| Assignment |
When the line containing "pub mod metrics;" appears in the entries below, begin printing there and stop after the line containing "filename barlab-core/src/engine/backtest.rs"; print each of those lines exactly and no other line.

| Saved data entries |
Start of Block

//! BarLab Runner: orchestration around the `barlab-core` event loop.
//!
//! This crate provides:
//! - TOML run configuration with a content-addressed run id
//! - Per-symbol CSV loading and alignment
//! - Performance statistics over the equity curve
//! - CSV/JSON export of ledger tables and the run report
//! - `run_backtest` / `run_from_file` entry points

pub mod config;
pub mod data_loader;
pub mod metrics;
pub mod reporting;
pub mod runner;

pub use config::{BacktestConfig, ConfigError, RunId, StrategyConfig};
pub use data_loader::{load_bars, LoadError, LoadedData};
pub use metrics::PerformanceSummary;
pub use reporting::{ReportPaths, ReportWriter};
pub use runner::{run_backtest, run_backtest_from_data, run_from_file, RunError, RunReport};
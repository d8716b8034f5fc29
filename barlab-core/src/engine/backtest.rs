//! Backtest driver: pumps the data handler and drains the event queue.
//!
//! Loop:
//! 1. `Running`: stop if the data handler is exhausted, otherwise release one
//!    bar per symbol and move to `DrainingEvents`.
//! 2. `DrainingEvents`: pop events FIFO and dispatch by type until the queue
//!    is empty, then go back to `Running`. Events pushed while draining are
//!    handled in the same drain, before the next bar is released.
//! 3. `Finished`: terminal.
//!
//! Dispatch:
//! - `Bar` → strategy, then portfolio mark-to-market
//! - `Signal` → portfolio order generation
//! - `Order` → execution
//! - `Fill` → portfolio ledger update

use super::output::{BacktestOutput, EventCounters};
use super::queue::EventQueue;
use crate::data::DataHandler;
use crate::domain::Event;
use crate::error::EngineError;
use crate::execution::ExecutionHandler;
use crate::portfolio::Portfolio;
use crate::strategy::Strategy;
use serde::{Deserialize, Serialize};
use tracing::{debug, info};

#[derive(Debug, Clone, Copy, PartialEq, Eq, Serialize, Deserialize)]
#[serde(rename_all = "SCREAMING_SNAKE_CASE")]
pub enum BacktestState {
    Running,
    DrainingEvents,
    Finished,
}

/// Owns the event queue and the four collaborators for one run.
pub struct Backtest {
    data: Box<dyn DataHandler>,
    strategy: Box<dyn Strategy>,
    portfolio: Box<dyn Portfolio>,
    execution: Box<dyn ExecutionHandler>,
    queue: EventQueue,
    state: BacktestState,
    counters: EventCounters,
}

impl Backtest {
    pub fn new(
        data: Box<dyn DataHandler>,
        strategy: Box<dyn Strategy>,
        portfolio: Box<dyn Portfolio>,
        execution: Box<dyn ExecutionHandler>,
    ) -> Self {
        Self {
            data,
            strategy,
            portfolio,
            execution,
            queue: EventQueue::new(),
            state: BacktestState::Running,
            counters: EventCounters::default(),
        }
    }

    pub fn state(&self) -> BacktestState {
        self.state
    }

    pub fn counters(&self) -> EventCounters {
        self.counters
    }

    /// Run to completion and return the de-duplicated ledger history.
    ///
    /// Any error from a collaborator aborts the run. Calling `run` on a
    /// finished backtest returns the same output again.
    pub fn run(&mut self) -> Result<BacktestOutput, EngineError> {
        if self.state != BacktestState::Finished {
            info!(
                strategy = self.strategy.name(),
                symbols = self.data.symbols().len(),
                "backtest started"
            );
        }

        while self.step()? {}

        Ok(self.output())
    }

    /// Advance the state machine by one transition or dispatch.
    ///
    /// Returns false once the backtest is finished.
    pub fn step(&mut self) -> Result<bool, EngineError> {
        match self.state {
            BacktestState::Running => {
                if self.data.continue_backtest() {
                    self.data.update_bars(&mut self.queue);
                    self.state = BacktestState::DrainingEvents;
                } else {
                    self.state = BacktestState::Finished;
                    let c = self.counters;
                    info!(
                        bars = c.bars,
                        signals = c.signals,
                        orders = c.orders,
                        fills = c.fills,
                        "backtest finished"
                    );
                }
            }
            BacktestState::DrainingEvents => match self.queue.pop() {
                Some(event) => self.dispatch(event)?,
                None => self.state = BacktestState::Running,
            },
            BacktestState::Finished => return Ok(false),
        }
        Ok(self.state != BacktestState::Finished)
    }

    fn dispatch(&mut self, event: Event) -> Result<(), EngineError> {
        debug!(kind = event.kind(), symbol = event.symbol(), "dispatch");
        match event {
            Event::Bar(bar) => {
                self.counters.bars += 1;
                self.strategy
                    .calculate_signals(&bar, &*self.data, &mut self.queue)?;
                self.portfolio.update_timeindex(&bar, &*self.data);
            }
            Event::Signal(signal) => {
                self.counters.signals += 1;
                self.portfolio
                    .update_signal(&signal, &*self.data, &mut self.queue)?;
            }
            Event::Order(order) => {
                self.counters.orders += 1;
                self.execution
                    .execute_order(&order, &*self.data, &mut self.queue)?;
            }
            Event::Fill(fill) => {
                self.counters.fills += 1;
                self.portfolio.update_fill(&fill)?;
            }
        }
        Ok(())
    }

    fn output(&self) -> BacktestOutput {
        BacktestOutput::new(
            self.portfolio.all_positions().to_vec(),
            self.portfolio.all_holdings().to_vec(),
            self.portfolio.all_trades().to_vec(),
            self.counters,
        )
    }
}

End of Block

| Output for this exercise |
pub mod metrics;
pub mod reporting;
pub mod runner;

pub use config::{BacktestConfig, ConfigError, RunId, StrategyConfig};
pub use data_loader::{load_bars, LoadError, LoadedData};
pub use metrics::PerformanceSummary;
pub use reporting::{ReportPaths, ReportWriter};
pub use runner::{run_backtest, run_backtest_from_data, run_from_file, RunError, RunReport};
repository d8716b8034f5fc29
filename barlab-core/src/engine/backtest.rs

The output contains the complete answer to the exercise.